Data excerpts.
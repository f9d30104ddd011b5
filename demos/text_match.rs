//! Text Matching
//!
//! Evolves random strings of lowercase letters and spaces towards a target
//! phrase. Each gene is one character; fitness grows quadratically with the
//! number of characters already in place.
//!
//! Run with `RUST_LOG=gengine=debug` to see per-generation statistics.

use gengine::prelude::*;
use rand::rngs::StdRng;
use rand::{Rng, SeedableRng};
use tracing_subscriber::EnvFilter;

const ALPHABET: &[u8] = b"abcdefghijklmnopqrstuvwxyz ";

struct TextClient {
    target: Vec<char>,
    generation: usize,
    solved_at: Option<usize>,
}

impl TextClient {
    fn new(target: &str) -> Self {
        Self {
            target: target.chars().collect(),
            generation: 0,
            solved_at: None,
        }
    }

    fn matches(&self, dna: &Dna<char>) -> usize {
        dna.iter()
            .zip(&self.target)
            .filter(|(gene, wanted)| gene == wanted)
            .count()
    }
}

impl Client for TextClient {
    type Gene = char;
    type Individual = BasicIndividual<char>;

    fn configuration(&self) -> ConfigOverrides {
        ConfigOverrides::new()
            .population_size(64)
            .dna_size(self.target.len())
            .mutation_p(0.01)
    }

    fn create_gene<R: Rng + ?Sized>(&mut self, rng: &mut R) -> char {
        ALPHABET[rng.gen_range(0..ALPHABET.len())] as char
    }

    fn create_individual(&mut self, dna: Dna<char>) -> Self::Individual {
        BasicIndividual::with_generation(dna, self.generation)
    }

    fn evaluate_fitness(&self, individual: &Self::Individual) -> f64 {
        let score = 1.0 + 10.0 * self.matches(individual.dna()) as f64;
        score * score
    }

    fn on_generation_begin(&mut self, generation: usize) {
        self.generation = generation;
    }

    fn on_generation_end(&mut self, generation: usize, population: &Population<Self::Individual>) {
        if self.solved_at.is_some() {
            return;
        }
        if let Some(best) = population.best() {
            if self.matches(best.dna()) == self.target.len() {
                self.solved_at = Some(generation);
            }
        }
    }

    fn is_stop_requested(&self) -> bool {
        self.solved_at.is_some()
    }
}

fn main() -> Result<(), Box<dyn std::error::Error>> {
    tracing_subscriber::fmt()
        .with_env_filter(EnvFilter::from_default_env())
        .init();

    println!("=== Text Matching ===\n");

    let mut rng = StdRng::seed_from_u64(42);
    let target = "to be or not to be";

    let mut engine = Engine::new(TextClient::new(target));
    let summary = engine.run(&MaxGenerations::new(5_000), &mut rng)?;

    let best: String = summary
        .best_dna
        .as_ref()
        .map(|dna| dna.iter().collect())
        .unwrap_or_default();

    println!("Target:      {:?}", target);
    println!("Best found:  {:?}", best);
    match engine.client().solved_at {
        Some(generation) => println!("Solved in generation {}", generation),
        None => println!("Not solved"),
    }
    println!("\n{}", summary.summary());

    Ok(())
}
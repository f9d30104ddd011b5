//! Engine configuration
//!
//! A [`Configuration`] is resolved once, at `Engine::initialize`, from the
//! defaults and the [`ConfigOverrides`] returned by the client. Overrides
//! replace defaults key by key; keys the client leaves unset keep their
//! defaults.

use serde::{Deserialize, Serialize};

use crate::error::ConfigError;
use crate::operators::crossover::CrossoverPolicy;

/// Default number of individuals per generation
pub const DEFAULT_POPULATION_SIZE: usize = 200;
/// Default number of genes produced by the stock `create_dna`
pub const DEFAULT_DNA_SIZE: usize = 50;
/// Default per-gene mutation probability
pub const DEFAULT_MUTATION_P: f64 = 0.01;

/// Resolved, validated engine configuration
#[derive(Clone, Debug, PartialEq, Serialize, Deserialize)]
pub struct Configuration {
    /// Number of individuals in every generation
    pub population_size: usize,
    /// Number of genes the default `create_dna` generates
    pub dna_size: usize,
    /// Per-gene probability of being replaced by a fresh gene
    pub mutation_p: f64,
    /// Crossover policy used by `Engine::new`
    pub crossover: CrossoverPolicy,
}

impl Default for Configuration {
    fn default() -> Self {
        Self {
            population_size: DEFAULT_POPULATION_SIZE,
            dna_size: DEFAULT_DNA_SIZE,
            mutation_p: DEFAULT_MUTATION_P,
            crossover: CrossoverPolicy::default(),
        }
    }
}

impl Configuration {
    /// Apply overrides on top of the defaults and validate the result
    pub fn resolve(overrides: &ConfigOverrides) -> Result<Self, ConfigError> {
        let defaults = Self::default();
        let config = Self {
            population_size: overrides
                .population_size
                .unwrap_or(defaults.population_size),
            dna_size: overrides.dna_size.unwrap_or(defaults.dna_size),
            mutation_p: overrides.mutation_p.unwrap_or(defaults.mutation_p),
            crossover: overrides.crossover.unwrap_or(defaults.crossover),
        };
        config.validate()?;
        Ok(config)
    }

    /// Check every value against its domain
    pub fn validate(&self) -> Result<(), ConfigError> {
        if self.population_size == 0 {
            return Err(ConfigError::InvalidPopulationSize(self.population_size));
        }
        if self.dna_size == 0 {
            return Err(ConfigError::InvalidDnaSize(self.dna_size));
        }
        if !self.mutation_p.is_finite() || !(0.0..=1.0).contains(&self.mutation_p) {
            return Err(ConfigError::InvalidMutationProbability(self.mutation_p));
        }
        Ok(())
    }
}

/// Client-supplied configuration overrides
///
/// Deserializes from any serde mapping with the keys `population_size`,
/// `dna_size`, `mutation_p` and `crossover`. Unknown keys are ignored.
#[derive(Clone, Debug, Default, PartialEq, Serialize, Deserialize)]
#[serde(default)]
pub struct ConfigOverrides {
    #[serde(skip_serializing_if = "Option::is_none")]
    pub population_size: Option<usize>,
    #[serde(skip_serializing_if = "Option::is_none")]
    pub dna_size: Option<usize>,
    #[serde(skip_serializing_if = "Option::is_none")]
    pub mutation_p: Option<f64>,
    #[serde(skip_serializing_if = "Option::is_none")]
    pub crossover: Option<CrossoverPolicy>,
}

impl ConfigOverrides {
    /// No overrides: every key takes its default
    pub fn new() -> Self {
        Self::default()
    }

    /// Override the population size
    pub fn population_size(mut self, size: usize) -> Self {
        self.population_size = Some(size);
        self
    }

    /// Override the DNA size
    pub fn dna_size(mut self, size: usize) -> Self {
        self.dna_size = Some(size);
        self
    }

    /// Override the mutation probability
    pub fn mutation_p(mut self, probability: f64) -> Self {
        self.mutation_p = Some(probability);
        self
    }

    /// Override the crossover policy
    pub fn crossover(mut self, policy: CrossoverPolicy) -> Self {
        self.crossover = Some(policy);
        self
    }
}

Problem to work on. Where "collect" occurs in a line of the data above, count that line. Give the final count and no other words.

Result of the exercise. 2